» **WORK TO BE COMPLETED**
Lines containing "crate": state how many there are in these entries, and write only that number.
===
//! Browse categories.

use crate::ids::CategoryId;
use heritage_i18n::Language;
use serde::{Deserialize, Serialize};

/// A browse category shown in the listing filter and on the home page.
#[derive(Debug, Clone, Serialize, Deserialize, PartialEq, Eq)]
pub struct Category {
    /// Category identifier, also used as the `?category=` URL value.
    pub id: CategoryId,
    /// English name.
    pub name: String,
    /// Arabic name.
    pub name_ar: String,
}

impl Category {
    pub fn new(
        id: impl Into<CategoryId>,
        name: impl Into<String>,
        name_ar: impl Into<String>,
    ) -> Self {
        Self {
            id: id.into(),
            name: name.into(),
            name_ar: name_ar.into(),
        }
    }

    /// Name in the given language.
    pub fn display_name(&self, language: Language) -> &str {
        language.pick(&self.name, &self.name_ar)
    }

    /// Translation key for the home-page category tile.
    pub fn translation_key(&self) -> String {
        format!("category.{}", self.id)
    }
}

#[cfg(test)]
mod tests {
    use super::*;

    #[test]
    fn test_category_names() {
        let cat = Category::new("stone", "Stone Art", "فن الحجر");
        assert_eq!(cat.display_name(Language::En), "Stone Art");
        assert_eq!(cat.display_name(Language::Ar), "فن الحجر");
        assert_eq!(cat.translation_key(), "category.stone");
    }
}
===
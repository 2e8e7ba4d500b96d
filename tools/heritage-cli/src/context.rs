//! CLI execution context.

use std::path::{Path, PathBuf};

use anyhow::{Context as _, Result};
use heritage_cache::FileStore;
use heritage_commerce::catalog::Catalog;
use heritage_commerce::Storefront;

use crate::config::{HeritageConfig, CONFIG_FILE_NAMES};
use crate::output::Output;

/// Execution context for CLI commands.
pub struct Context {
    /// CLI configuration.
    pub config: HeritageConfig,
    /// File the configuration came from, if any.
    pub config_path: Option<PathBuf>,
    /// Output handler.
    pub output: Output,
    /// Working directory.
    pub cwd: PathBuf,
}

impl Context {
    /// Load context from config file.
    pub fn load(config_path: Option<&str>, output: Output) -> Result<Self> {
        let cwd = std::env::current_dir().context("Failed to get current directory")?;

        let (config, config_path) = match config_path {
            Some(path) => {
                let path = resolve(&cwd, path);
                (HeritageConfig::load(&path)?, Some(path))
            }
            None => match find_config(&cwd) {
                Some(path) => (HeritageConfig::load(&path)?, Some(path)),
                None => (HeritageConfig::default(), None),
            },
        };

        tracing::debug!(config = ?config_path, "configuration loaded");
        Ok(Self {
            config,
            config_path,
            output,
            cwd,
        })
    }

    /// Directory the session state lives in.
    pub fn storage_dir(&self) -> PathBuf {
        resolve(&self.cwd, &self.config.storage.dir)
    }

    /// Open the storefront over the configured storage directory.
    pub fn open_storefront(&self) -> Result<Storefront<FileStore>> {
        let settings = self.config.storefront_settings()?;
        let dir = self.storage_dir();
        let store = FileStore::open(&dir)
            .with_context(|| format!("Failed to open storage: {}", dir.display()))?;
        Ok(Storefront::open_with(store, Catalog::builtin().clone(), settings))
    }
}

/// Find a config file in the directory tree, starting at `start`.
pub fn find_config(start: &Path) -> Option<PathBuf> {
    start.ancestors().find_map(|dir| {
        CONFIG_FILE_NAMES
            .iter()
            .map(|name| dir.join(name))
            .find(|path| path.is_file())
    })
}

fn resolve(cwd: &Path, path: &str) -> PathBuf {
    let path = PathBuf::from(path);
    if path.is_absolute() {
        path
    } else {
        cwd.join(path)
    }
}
===
» **TASK RESPONSE**
3